Exercise instructions: Report each line of the data that has "RunSheetQuery" somewhere in it.

Information supplied:
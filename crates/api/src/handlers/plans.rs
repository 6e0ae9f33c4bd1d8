use axum::{
    Json,
    extract::{Path, Query, State},
};
use chrono::{DateTime, NaiveTime, Utc};
use serde::{Deserialize, Serialize};
use serviceplan_core::{
    errors::PlanError,
    models::{
        actor::Actor,
        plan::{Plan, PositionChange, ServiceItemEntry},
        slot::{hhmm, parse_time_of_day},
    },
    resequence::{normalize_positions, position_changes, resequence, resequence_after_removal},
    run_sheet::{RunSheetEntry, run_sheet, total_duration},
};
use std::sync::Arc;
use uuid::Uuid;

use crate::{
    ApiState,
    middleware::{
        auth::{CurrentActor, require_editor},
        error_handling::AppError,
    },
};

/// Clock the run sheet times are expressed in.
#[derive(Debug, Clone, Copy, PartialEq, Eq, Serialize)]
#[serde(rename_all = "snake_case")]
pub enum RunSheetClock {
    /// Derived from `service_date`, which is stored in UTC.
    Utc,
    /// Supplied by the caller as the local start of the service.
    Local,
}

#[derive(Debug, Default, Deserialize)]
pub struct RunSheetQuery {
    /// Local start of the service as `HH:MM`.
    pub start: Option<String>,
}

#[derive(Debug, Serialize)]
pub struct PlanItemsResponse {
    pub plan_id: Uuid,
    pub title: String,
    pub service_date: DateTime<Utc>,
    #[serde(with = "hhmm")]
    pub run_sheet_start: NaiveTime,
    pub run_sheet_clock: RunSheetClock,
    pub total_duration_minutes: u32,
    pub items: Vec<RunSheetEntry>,
}

#[derive(Debug, Clone, Copy, Deserialize)]
pub struct MoveItemRequest {
    pub from_index: usize,
    pub to_index: usize,
}

#[derive(Debug, Serialize)]
pub struct MoveItemResponse {
    pub plan_id: Uuid,
    pub changes: Vec<PositionChange>,
    pub items: Vec<ServiceItemEntry>,
}

#[derive(Debug, Serialize)]
pub struct RemoveItemResponse {
    pub plan_id: Uuid,
    pub removed_id: Uuid,
    pub changes: Vec<PositionChange>,
    pub items: Vec<ServiceItemEntry>,
}

#[axum::debug_handler]
pub async fn list_items(
    State(state): State<Arc<ApiState>>,
    CurrentActor(actor): CurrentActor,
    Path(plan_id): Path<Uuid>,
    Query(query): Query<RunSheetQuery>,
) -> Result<Json<PlanItemsResponse>, AppError> {
    let (start, clock) = match query.start.as_deref() {
        Some(label) => {
            let start = parse_time_of_day(label).ok_or_else(|| {
                PlanError::Validation(format!("Invalid run sheet start time: {:?}", label))
            })?;
            (Some(start), RunSheetClock::Local)
        }
        None => (None, RunSheetClock::Utc),
    };

    let plan = load_plan(&state, &actor, plan_id).await?;
    let items = normalize_positions(state.store.list_service_items(plan.id).await?);
    let start = start.unwrap_or_else(|| plan.service_date.time());

    Ok(Json(PlanItemsResponse {
        plan_id: plan.id,
        title: plan.title,
        service_date: plan.service_date,
        run_sheet_start: start,
        run_sheet_clock: clock,
        total_duration_minutes: total_duration(&items),
        items: run_sheet(&items, start),
    }))
}

#[axum::debug_handler]
pub async fn move_item(
    State(state): State<Arc<ApiState>>,
    CurrentActor(actor): CurrentActor,
    Path(plan_id): Path<Uuid>,
    Json(payload): Json<MoveItemRequest>,
) -> Result<Json<MoveItemResponse>, AppError> {
    require_editor(&actor)?;
    let plan = load_plan(&state, &actor, plan_id).await?;

    let stored = state.store.list_service_items(plan.id).await?;
    let items = resequence(
        normalize_positions(stored.clone()),
        payload.from_index,
        payload.to_index,
    )?;

    // Compared against the stored rows so gaps left by earlier edits are
    // written back as well.
    let changes = position_changes(&stored, &items);
    if !changes.is_empty() {
        state.store.update_positions(plan.id, &changes).await?;
    }

    tracing::info!(
        "Moved item {} -> {} in plan {} ({} positions changed)",
        payload.from_index,
        payload.to_index,
        plan.id,
        changes.len()
    );

    Ok(Json(MoveItemResponse {
        plan_id: plan.id,
        changes,
        items,
    }))
}

#[axum::debug_handler]
pub async fn remove_item(
    State(state): State<Arc<ApiState>>,
    CurrentActor(actor): CurrentActor,
    Path((plan_id, item_id)): Path<(Uuid, Uuid)>,
) -> Result<Json<RemoveItemResponse>, AppError> {
    require_editor(&actor)?;
    let plan = load_plan(&state, &actor, plan_id).await?;

    let stored = state.store.list_service_items(plan.id).await?;
    let items = resequence_after_removal(normalize_positions(stored.clone()), item_id)?;
    let changes = position_changes(&stored, &items);

    state
        .store
        .delete_service_item(plan.id, item_id, &changes)
        .await?;

    tracing::info!(
        "Removed item {} from plan {} ({} positions changed)",
        item_id,
        plan.id,
        changes.len()
    );

    Ok(Json(RemoveItemResponse {
        plan_id: plan.id,
        removed_id: item_id,
        changes,
        items,
    }))
}

async fn load_plan(state: &ApiState, actor: &Actor, plan_id: Uuid) -> Result<Plan, AppError> {
    let plan = state
        .store
        .get_plan(actor.organization_id, plan_id)
        .await?
        .ok_or_else(|| PlanError::NotFound(format!("Plan with ID {} not found", plan_id)))?;

    Ok(plan)
}
pub mod health;
pub mod plans;
pub mod tasks;
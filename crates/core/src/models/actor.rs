use std::str::FromStr;

use serde::{Deserialize, Serialize};
use uuid::Uuid;

use crate::errors::PlanError;

#[derive(Debug, Clone, Copy, PartialEq, Eq, Hash, Serialize, Deserialize)]
#[serde(rename_all = "snake_case")]
pub enum Role {
    Admin,
    Planner,
    Musician,
}

impl FromStr for Role {
    type Err = PlanError;

    fn from_str(s: &str) -> Result<Self, Self::Err> {
        match s.trim().to_ascii_lowercase().as_str() {
            "admin" => Ok(Role::Admin),
            "planner" => Ok(Role::Planner),
            "musician" => Ok(Role::Musician),
            other => Err(PlanError::Authentication(format!("Unknown role: {other}"))),
        }
    }
}

/// The authenticated user on whose behalf a request runs, as supplied by the
/// identity provider.
#[derive(Debug, Clone, Copy, PartialEq, Eq, Serialize, Deserialize)]
pub struct Actor {
    pub user_id: Uuid,
    pub organization_id: Uuid,
    pub role: Role,
}

impl Actor {
    pub fn can_edit_plans(&self) -> bool {
        matches!(self.role, Role::Admin | Role::Planner)
    }
}
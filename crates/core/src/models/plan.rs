use std::str::FromStr;

use chrono::{DateTime, Utc};
use serde::{Deserialize, Serialize};
use uuid::Uuid;

#[derive(Debug, Clone, Serialize, Deserialize)]
pub struct Plan {
    pub id: Uuid,
    pub organization_id: Uuid,
    pub title: String,
    pub service_date: DateTime<Utc>,
}

/// Element of a sequenced collection.
///
/// Within one collection `sequence_position` values run `0..n` without gaps
/// or duplicates.
#[derive(Debug, Clone, PartialEq, Eq, Serialize, Deserialize)]
pub struct OrderedItem<T> {
    pub id: Uuid,
    pub sequence_position: usize,
    pub payload: T,
}

impl<T> OrderedItem<T> {
    pub fn new(id: Uuid, sequence_position: usize, payload: T) -> Self {
        Self {
            id,
            sequence_position,
            payload,
        }
    }
}

#[derive(Debug, Clone, Copy, PartialEq, Eq, Hash, Serialize, Deserialize)]
#[serde(rename_all = "snake_case")]
pub enum ServiceItemKind {
    Song,
    Scripture,
    Announcement,
    Other,
}

impl ServiceItemKind {
    pub fn as_str(self) -> &'static str {
        match self {
            ServiceItemKind::Song => "song",
            ServiceItemKind::Scripture => "scripture",
            ServiceItemKind::Announcement => "announcement",
            ServiceItemKind::Other => "other",
        }
    }
}

/// Unrecognized kinds fall back to `Other`.
impl FromStr for ServiceItemKind {
    type Err = std::convert::Infallible;

    fn from_str(s: &str) -> Result<Self, Self::Err> {
        Ok(match s.trim().to_ascii_lowercase().as_str() {
            "song" => ServiceItemKind::Song,
            "scripture" => ServiceItemKind::Scripture,
            "announcement" => ServiceItemKind::Announcement,
            _ => ServiceItemKind::Other,
        })
    }
}

#[derive(Debug, Clone, PartialEq, Eq, Serialize, Deserialize)]
pub struct ServiceItem {
    pub title: String,
    pub kind: ServiceItemKind,
    pub duration_minutes: Option<u32>,
    pub notes: Option<String>,
}

pub type ServiceItemEntry = OrderedItem<ServiceItem>;

#[derive(Debug, Clone, Copy, PartialEq, Eq, Serialize, Deserialize)]
pub struct PositionChange {
    pub id: Uuid,
    pub from: usize,
    pub to: usize,
}
//! # Authentication Module
//!
//! Requests reach the API through a gateway that has already authenticated
//! the caller. The gateway forwards the caller's identity in three headers,
//! which [`CurrentActor`] turns into an [`Actor`].

use async_trait::async_trait;
use axum::{
    extract::FromRequestParts,
    http::{HeaderMap, request::Parts},
};
use serviceplan_core::{
    errors::{PlanError, PlanResult},
    models::actor::{Actor, Role},
};
use uuid::Uuid;

use super::error_handling::AppError;

pub const USER_ID_HEADER: &str = "x-user-id";
pub const ORGANIZATION_ID_HEADER: &str = "x-organization-id";
pub const USER_ROLE_HEADER: &str = "x-user-role";

/// Extractor for the authenticated caller.
#[derive(Debug, Clone, Copy)]
pub struct CurrentActor(pub Actor);

#[async_trait]
impl<S> FromRequestParts<S> for CurrentActor
where
    S: Send + Sync,
{
    type Rejection = AppError;

    async fn from_request_parts(parts: &mut Parts, _state: &S) -> Result<Self, Self::Rejection> {
        Ok(CurrentActor(actor_from_headers(&parts.headers)?))
    }
}

pub fn actor_from_headers(headers: &HeaderMap) -> PlanResult<Actor> {
    let user_id = header_value(headers, USER_ID_HEADER)?
        .parse::<Uuid>()
        .map_err(|_| PlanError::Authentication(format!("Invalid {} header", USER_ID_HEADER)))?;
    let organization_id = header_value(headers, ORGANIZATION_ID_HEADER)?
        .parse::<Uuid>()
        .map_err(|_| {
            PlanError::Authentication(format!("Invalid {} header", ORGANIZATION_ID_HEADER))
        })?;
    let role = header_value(headers, USER_ROLE_HEADER)?.parse::<Role>()?;

    Ok(Actor {
        user_id,
        organization_id,
        role,
    })
}

/// Only admins and planners may change the order of a plan.
pub fn require_editor(actor: &Actor) -> PlanResult<()> {
    if actor.can_edit_plans() {
        Ok(())
    } else {
        Err(PlanError::Authorization(
            "Only admins and planners can edit service plans".to_string(),
        ))
    }
}

fn header_value<'a>(headers: &'a HeaderMap, name: &str) -> PlanResult<&'a str> {
    headers
        .get(name)
        .ok_or_else(|| PlanError::Authentication(format!("Missing {} header", name)))?
        .to_str()
        .map_err(|_| PlanError::Authentication(format!("Invalid {} header", name)))
}
pub mod plan;
pub mod service_item;
pub mod task;
use std::collections::HashMap;

use async_trait::async_trait;
use mockall::mock;
use serviceplan_core::models::{
    assignment::Assignment,
    plan::{Plan, PositionChange, ServiceItemEntry},
    task::{EventDetails, Task},
};
use uuid::Uuid;

use crate::store::PlanStore;

// Store double for handler tests
mock! {
    pub PlanStore {}

    #[async_trait]
    impl PlanStore for PlanStore {
        async fn get_task(&self, organization_id: Uuid, task_id: Uuid) -> eyre::Result<Option<Task>>;

        async fn list_assignments(&self, task_id: Uuid) -> eyre::Result<Vec<Assignment>>;

        async fn get_events(
            &self,
            organization_id: Uuid,
            event_ids: &[String],
        ) -> eyre::Result<HashMap<String, EventDetails>>;

        async fn get_plan(&self, organization_id: Uuid, plan_id: Uuid) -> eyre::Result<Option<Plan>>;

        async fn list_service_items(&self, plan_id: Uuid) -> eyre::Result<Vec<ServiceItemEntry>>;

        async fn update_positions(&self, plan_id: Uuid, changes: &[PositionChange]) -> eyre::Result<()>;

        async fn delete_service_item(
            &self,
            plan_id: Uuid,
            item_id: Uuid,
            compaction: &[PositionChange],
        ) -> eyre::Result<()>;
    }
}
//! # Service Plan API
//!
//! HTTP surface over the planning core: slot grids and reports for
//! participant tasks, and the ordered items of a service plan.
//!
//! ## Architecture
//!
//! - **Routes**: Define API endpoints and URL structure
//! - **Handlers**: Load data through the `PlanStore` and run the core
//! - **Middleware**: Caller identity and error mapping
//! - **Config**: Environment based server settings

/// Configuration module for API settings
pub mod config;
/// Request handlers for tasks and plans
pub mod handlers;
/// Identity extraction and error handling
pub mod middleware;
/// Route definitions and API endpoint structure
pub mod routes;

use std::{sync::Arc, time::Duration};

use axum::{
    Router,
    http::{HeaderName, HeaderValue, Method, header},
};
use eyre::Result;
use serviceplan_db::PlanStore;
use tokio::net::TcpListener;
use tower::ServiceBuilder;
use tower_http::{cors::CorsLayer, timeout::TimeoutLayer, trace::TraceLayer};
use tracing::info;
use tracing_subscriber::FmtSubscriber;

use crate::middleware::auth::{ORGANIZATION_ID_HEADER, USER_ID_HEADER, USER_ROLE_HEADER};

/// Shared application state that is accessible to all request handlers
pub struct ApiState {
    /// Persistence collaborator for plans, tasks and assignments
    pub store: Arc<dyn PlanStore>,
}

impl ApiState {
    pub fn new(store: Arc<dyn PlanStore>) -> Self {
        Self { store }
    }
}

/// Builds the application router with all routes attached to `state`.
pub fn app(state: Arc<ApiState>) -> Router {
    Router::new()
        // Health check endpoints
        .merge(routes::health::routes())
        // Task slot grids and reports
        .merge(routes::tasks::routes())
        // Service plan items
        .merge(routes::plans::routes())
        .with_state(state)
}

/// Starts the API server with the provided configuration and store
///
/// # Example
///
/// ```no_run
/// # async fn run() -> eyre::Result<()> {
/// use std::sync::Arc;
/// use serviceplan_api::{config::ApiConfig, start_server};
/// use serviceplan_db::{PgPlanStore, create_pool};
///
/// let config = ApiConfig::from_env()?;
/// let pool = create_pool(&config.database_url, config.max_connections).await?;
/// start_server(config, Arc::new(PgPlanStore::new(pool))).await?;
/// # Ok(())
/// # }
/// ```
pub async fn start_server(config: config::ApiConfig, store: Arc<dyn PlanStore>) -> Result<()> {
    // Initialize tracing for logging
    let subscriber = FmtSubscriber::builder()
        .with_max_level(config.log_level)
        .finish();
    tracing::subscriber::set_global_default(subscriber)?;

    let app = app(Arc::new(ApiState::new(store)));

    let app = match &config.cors_origins {
        Some(origins) => app.layer(cors_layer(origins)),
        None => app,
    };

    let app = app.layer(
        ServiceBuilder::new()
            .layer(TraceLayer::new_for_http())
            .layer(TimeoutLayer::new(Duration::from_secs(config.request_timeout))),
    );

    // Start the HTTP server
    let addr = config.server_addr();
    let listener = TcpListener::bind(&addr).await?;
    info!("Server listening on http://{}", addr);
    axum::serve(listener, app).await?;

    Ok(())
}

fn cors_layer(origins: &[String]) -> CorsLayer {
    let allowed: Vec<HeaderValue> = origins
        .iter()
        .filter_map(|origin| match origin.parse() {
            Ok(value) => Some(value),
            Err(_) => {
                tracing::warn!("Ignoring invalid CORS origin: {}", origin);
                None
            }
        })
        .collect();

    CorsLayer::new()
        .allow_methods([Method::GET, Method::POST, Method::DELETE, Method::OPTIONS])
        .allow_headers([
            header::CONTENT_TYPE,
            header::ACCEPT,
            HeaderName::from_static(USER_ID_HEADER),
            HeaderName::from_static(ORGANIZATION_ID_HEADER),
            HeaderName::from_static(USER_ROLE_HEADER),
        ])
        .allow_origin(allowed)
        .allow_credentials(true)
}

The completed task:
pub struct RunSheetQuery {
    Query(query): Query<RunSheetQuery>,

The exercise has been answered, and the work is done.